• _Description of the task_
Below are records; reproduce exactly the lines from the one that has "Some(profile_name) if record.name.trim().is_empty()" through the one that has "pub struct GroupingPresenter", ends included, and nothing more.

• _Available data_
'''

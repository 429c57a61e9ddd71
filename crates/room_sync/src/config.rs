use std::{fs, path::Path};

use serde::Deserialize;
use shared::domain::FallbackIdentity;
use url::Url;

use crate::{
    error::SyncError, grouping::DEFAULT_GROUPING_WINDOW_MS,
    scroll::DEFAULT_NEAR_BOTTOM_THRESHOLD_PX,
};

pub const DEFAULT_CONFIG_PATH: &str = "room_sync.toml";

#[derive(Debug, Clone, PartialEq)]
pub struct SyncSettings {
    pub api_base_url: String,
    pub storage_base_url: String,
    pub default_avatar: String,
    pub near_bottom_threshold_px: f64,
    pub grouping_window_ms: i64,
    pub fallback_name: String,
    pub fallback_rank: String,
    pub auth_token: Option<String>,
}

impl Default for SyncSettings {
    fn default() -> Self {
        Self {
            api_base_url: "https://api.infinity00.world".into(),
            storage_base_url: "https://storage.googleapis.com/yj_study/".into(),
            default_avatar: "/defaultprofile.png".into(),
            near_bottom_threshold_px: DEFAULT_NEAR_BOTTOM_THRESHOLD_PX,
            grouping_window_ms: DEFAULT_GROUPING_WINDOW_MS,
            fallback_name: "Participant".into(),
            fallback_rank: String::new(),
            auth_token: None,
        }
    }
}

#[derive(Debug, Default, Deserialize)]
struct FileSettings {
    api_base_url: Option<String>,
    storage_base_url: Option<String>,
    default_avatar: Option<String>,
    near_bottom_threshold_px: Option<f64>,
    grouping_window_ms: Option<i64>,
    fallback_name: Option<String>,
    fallback_rank: Option<String>,
    auth_token: Option<String>,
}

impl SyncSettings {
    pub fn fallback_identity(&self) -> FallbackIdentity {
        FallbackIdentity {
            name: self.fallback_name.clone(),
            rank: self.fallback_rank.clone(),
            avatar_url: self.default_avatar.clone(),
        }
    }

    pub fn validate(&self) -> Result<(), SyncError> {
        Url::parse(&self.api_base_url).map_err(|err| {
            SyncError::InvalidConfig(format!("api_base_url '{}': {err}", self.api_base_url))
        })?;
        if !self.near_bottom_threshold_px.is_finite() || self.near_bottom_threshold_px < 0.0 {
            return Err(SyncError::InvalidConfig(format!(
                "near_bottom_threshold_px must be a non-negative number, got {}",
                self.near_bottom_threshold_px
            )));
        }
        if self.grouping_window_ms < 0 {
            return Err(SyncError::InvalidConfig(format!(
                "grouping_window_ms must not be negative, got {}",
                self.grouping_window_ms
            )));
        }
        Ok(())
    }

    fn apply_file(&mut self, file_cfg: FileSettings) {
        if let Some(v) = file_cfg.api_base_url {
            self.api_base_url = v;
        }
        if let Some(v) = file_cfg.storage_base_url {
            self.storage_base_url = v;
        }
        if let Some(v) = file_cfg.default_avatar {
            self.default_avatar = v;
        }
        if let Some(v) = file_cfg.near_bottom_threshold_px {
            self.near_bottom_threshold_px = v;
        }
        if let Some(v) = file_cfg.grouping_window_ms {
            self.grouping_window_ms = v;
        }
        if let Some(v) = file_cfg.fallback_name {
            self.fallback_name = v;
        }
        if let Some(v) = file_cfg.fallback_rank {
            self.fallback_rank = v;
        }
        if let Some(v) = file_cfg.auth_token {
            self.auth_token = Some(v);
        }
    }

    fn apply_env(&mut self, var: impl Fn(&str) -> Option<String>) {
        if let Some(v) = var("APP__API_BASE_URL") {
            self.api_base_url = v;
        }
        if let Some(v) = var("APP__STORAGE_BASE_URL") {
            self.storage_base_url = v;
        }
        if let Some(v) = var("APP__DEFAULT_AVATAR") {
            self.default_avatar = v;
        }
        if let Some(v) = var("APP__NEAR_BOTTOM_THRESHOLD_PX") {
            if let Ok(parsed) = v.parse::<f64>() {
                self.near_bottom_threshold_px = parsed;
            }
        }
        if let Some(v) = var("APP__GROUPING_WINDOW_MS") {
            if let Ok(parsed) = v.parse::<i64>() {
                self.grouping_window_ms = parsed;
            }
        }
        if let Some(v) = var("APP__FALLBACK_NAME") {
            self.fallback_name = v;
        }
        if let Some(v) = var("APP__FALLBACK_RANK") {
            self.fallback_rank = v;
        }
        if let Some(v) = var("APP__AUTH_TOKEN") {
            self.auth_token = Some(v);
        }
    }
}

/// Defaults, then `room_sync.toml` (or `$ROOM_SYNC_CONFIG`), then `APP__*` env.
pub fn load_settings() -> SyncSettings {
    let path = std::env::var("ROOM_SYNC_CONFIG").unwrap_or_else(|_| DEFAULT_CONFIG_PATH.into());
    load_settings_from(Path::new(&path), |name| std::env::var(name).ok())
}

pub fn load_settings_from(path: &Path, var: impl Fn(&str) -> Option<String>) -> SyncSettings {
    let mut settings = SyncSettings::default();

    if let Ok(raw) = fs::read_to_string(path) {
        match toml::from_str::<FileSettings>(&raw) {
            Ok(file_cfg) => settings.apply_file(file_cfg),
            Err(err) => tracing::warn!(
                path = %path.display(),
                "config: ignoring unreadable settings file: {err}"
            ),
        }
    }

    settings.apply_env(var);
    settings
}

#[cfg(test)]
mod tests {
    use std::{
        collections::HashMap,
        env,
        time::{SystemTime, UNIX_EPOCH},
    };

    use super::*;

    fn temp_config(contents: &str) -> std::path::PathBuf {
        let suffix = SystemTime::now()
            .duration_since(UNIX_EPOCH)
            .expect("clock")
            .as_nanos();
        let path = env::temp_dir().join(format!("room_sync_config_test_{suffix}.toml"));
        fs::write(&path, contents).expect("write config");
        path
    }

    #[test]
    fn missing_file_and_env_yield_defaults() {
        let settings = load_settings_from(Path::new("/nonexistent/room_sync.toml"), |_| None);
        assert_eq!(settings, SyncSettings::default());
        assert!(settings.validate().is_ok());
    }

    #[test]
    fn env_overrides_file_values() {
        let path = temp_config(
            "api_base_url = \"http://file.local\"\nnear_bottom_threshold_px = 16.0\nfallback_name = \"Colleague\"\n",
        );
        let env: HashMap<&str, &str> = HashMap::from([
            ("APP__API_BASE_URL", "http://env.local"),
            ("APP__GROUPING_WINDOW_MS", "30000"),
        ]);

        let settings = load_settings_from(&path, |name| env.get(name).map(|v| v.to_string()));

        assert_eq!(settings.api_base_url, "http://env.local");
        assert_eq!(settings.near_bottom_threshold_px, 16.0);
        assert_eq!(settings.grouping_window_ms, 30_000);
        assert_eq!(settings.fallback_identity().label(), "Colleague");
        fs::remove_file(path).expect("cleanup");
    }

    #[test]
    fn unparsable_numeric_env_keeps_default() {
        let settings = load_settings_from(Path::new("/nonexistent"), |name| {
            (name == "APP__NEAR_BOTTOM_THRESHOLD_PX").then(|| "close".to_string())
        });
        assert_eq!(
            settings.near_bottom_threshold_px,
            DEFAULT_NEAR_BOTTOM_THRESHOLD_PX
        );
    }

    #[test]
    fn validate_rejects_bad_url_and_threshold() {
        let mut settings = SyncSettings {
            api_base_url: "not a url".into(),
            ..SyncSettings::default()
        };
        assert!(matches!(
            settings.validate(),
            Err(SyncError::InvalidConfig(_))
        ));

        settings.api_base_url = "http://ok.local".into();
        settings.near_bottom_threshold_px = -1.0;
        assert!(settings.validate().is_err());
    }
}
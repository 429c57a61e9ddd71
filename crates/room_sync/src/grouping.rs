//! Display metadata derived from a room sequence: profile grouping and sender
//! identity resolution.

use std::collections::HashSet;

use shared::{
    domain::{FallbackIdentity, MemberId, Participant},
    protocol::{ChatMessage, MemberProfileRecord, MemberRecord},
};

pub const DEFAULT_GROUPING_WINDOW_MS: i64 = 60_000;

#[derive(Debug, Clone, PartialEq, Eq)]
pub struct DisplayMessage {
    pub message: ChatMessage,
    pub hide_profile: bool,
    pub is_mine: bool,
    /// SYSTEM rows render as a standalone banner without sender chrome.
    pub is_banner: bool,
    pub sender_label: String,
    pub avatar_url: String,
}

/// Room members keyed by sender id. Lookups that miss fall back to the
/// caller's [`FallbackIdentity`]; a miss is not an error.
#[derive(Debug, Clone, Default, PartialEq, Eq)]
pub struct ParticipantRoster {
    members: Vec<Participant>,
}

impl ParticipantRoster {
    pub fn new(members: Vec<Participant>) -> Self {
        Self { members }
    }

    /// Joins directory rows with their profiles. `profiles[i]` belongs to
    /// `records[i]`; `None` means the profile lookup failed. A blank directory
    /// name is filled from the profile.
    pub fn from_directory(
        records: Vec<MemberRecord>,
        profiles: Vec<Option<MemberProfileRecord>>,
        storage_base_url: &str,
        default_avatar: &str,
    ) -> Self {
        let members = records
            .into_iter()
            .zip(profiles.into_iter().chain(std::iter::repeat(None)))
            .map(|(record, profile)| {
                let name = match profile.as_ref().and_then(|p| p.display_name.as_deref()) {
                    Some(profile_name) if record.name.trim().is_empty() => profile_name.to_string(),
                    _ => record.name,
                };
                Participant {
                    member_id: record.member_id,
                    name,
                    rank_name: record.rank_name.unwrap_or_default(),
                    profile_image_url: avatar_url(
                        profile.as_ref(),
                        storage_base_url,
                        default_avatar,
                    ),
                }
            })
            .collect();
        Self { members }
    }

    pub fn members(&self) -> &[Participant] {
        &self.members
    }

    pub fn is_empty(&self) -> bool {
        self.members.is_empty()
    }

    pub fn find(&self, member_id: &MemberId) -> Option<&Participant> {
        self.members.iter().find(|p| &p.member_id == member_id)
    }

    pub fn sender_label(&self, sender: &MemberId, fallback: &FallbackIdentity) -> String {
        self.find(sender)
            .map(Participant::label)
            .unwrap_or_else(|| fallback.label())
    }

    pub fn avatar_url(&self, sender: &MemberId, fallback: &FallbackIdentity) -> String {
        self.find(sender)
            .map(|p| p.profile_image_url.clone())
            .filter(|url| !url.is_empty())
            .unwrap_or_else(|| fallback.avatar_url.clone())
    }

    /// Labels of everyone but the local user, deduplicated in roster order.
    pub fn conversation_title(&self, local_user: &MemberId, fallback: &FallbackIdentity) -> String {
        if self.members.is_empty() {
            return fallback.label();
        }
        let mut seen = HashSet::new();
        let labels: Vec<String> = self
            .members
            .iter()
            .filter(|p| &p.member_id != local_user)
            .map(Participant::label)
            .filter(|label| seen.insert(label.clone()))
            .collect();
        labels.join(", ")
    }
}

pub fn avatar_url(
    profile: Option<&MemberProfileRecord>,
    storage_base_url: &str,
    default_avatar: &str,
) -> String {
    match profile.and_then(|p| p.avatar_ref.as_deref()) {
        Some(stored) if !stored.is_empty() => format!("{storage_base_url}{stored}"),
        _ => default_avatar.to_string(),
    }
}

#[derive(Debug, Clone, Copy)]
pub struct GroupingPresenter {
    window_ms: i64,
}

impl Default for GroupingPresenter {
    fn default() -> Self {
        Self::new(DEFAULT_GROUPING_WINDOW_MS)
    }
}

impl GroupingPresenter {
    pub fn new(window_ms: i64) -> Self {
        Self { window_ms }
    }

    pub fn decorate(
        &self,
        sequence: &[ChatMessage],
        local_user: &MemberId,
        roster: &ParticipantRoster,
        fallback: &FallbackIdentity,
    ) -> Vec<DisplayMessage> {
        sequence
            .iter()
            .enumerate()
            .map(|(index, message)| {
                let previous = index.checked_sub(1).map(|i| &sequence[i]);
                DisplayMessage {
                    message: message.clone(),
                    hide_profile: self.hides_profile(message, previous, local_user),
                    is_mine: &message.sender == local_user,
                    is_banner: message.is_system(),
                    sender_label: roster.sender_label(&message.sender, fallback),
                    avatar_url: roster.avatar_url(&message.sender, fallback),
                }
            })
            .collect()
    }

    fn hides_profile(
        &self,
        message: &ChatMessage,
        previous: Option<&ChatMessage>,
        local_user: &MemberId,
    ) -> bool {
        let Some(previous) = previous else {
            return false;
        };
        if message.is_system() || previous.is_system() {
            return false;
        }
        let gap_ms = (message.send_time - previous.send_time)
            .num_milliseconds()
            .abs();
        message.sender == previous.sender
            && gap_ms <= self.window_ms
            && &previous.sender != local_user
    }
}

#[cfg(test)]
#[path = "tests/grouping_tests.rs"]
mod tests;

'''

• _Task response_
                    Some(profile_name) if record.name.trim().is_empty() => profile_name.to_string(),
                    _ => record.name,
                };
                Participant {
                    member_id: record.member_id,
                    name,
                    rank_name: record.rank_name.unwrap_or_default(),
                    profile_image_url: avatar_url(
                        profile.as_ref(),
                        storage_base_url,
                        default_avatar,
                    ),
                }
            })
            .collect();
        Self { members }
    }

    pub fn members(&self) -> &[Participant] {
        &self.members
    }

    pub fn is_empty(&self) -> bool {
        self.members.is_empty()
    }

    pub fn find(&self, member_id: &MemberId) -> Option<&Participant> {
        self.members.iter().find(|p| &p.member_id == member_id)
    }

    pub fn sender_label(&self, sender: &MemberId, fallback: &FallbackIdentity) -> String {
        self.find(sender)
            .map(Participant::label)
            .unwrap_or_else(|| fallback.label())
    }

    pub fn avatar_url(&self, sender: &MemberId, fallback: &FallbackIdentity) -> String {
        self.find(sender)
            .map(|p| p.profile_image_url.clone())
            .filter(|url| !url.is_empty())
            .unwrap_or_else(|| fallback.avatar_url.clone())
    }

    /// Labels of everyone but the local user, deduplicated in roster order.
    pub fn conversation_title(&self, local_user: &MemberId, fallback: &FallbackIdentity) -> String {
        if self.members.is_empty() {
            return fallback.label();
        }
        let mut seen = HashSet::new();
        let labels: Vec<String> = self
            .members
            .iter()
            .filter(|p| &p.member_id != local_user)
            .map(Participant::label)
            .filter(|label| seen.insert(label.clone()))
            .collect();
        labels.join(", ")
    }
}

pub fn avatar_url(
    profile: Option<&MemberProfileRecord>,
    storage_base_url: &str,
    default_avatar: &str,
) -> String {
    match profile.and_then(|p| p.avatar_ref.as_deref()) {
        Some(stored) if !stored.is_empty() => format!("{storage_base_url}{stored}"),
        _ => default_avatar.to_string(),
    }
}

#[derive(Debug, Clone, Copy)]
pub struct GroupingPresenter {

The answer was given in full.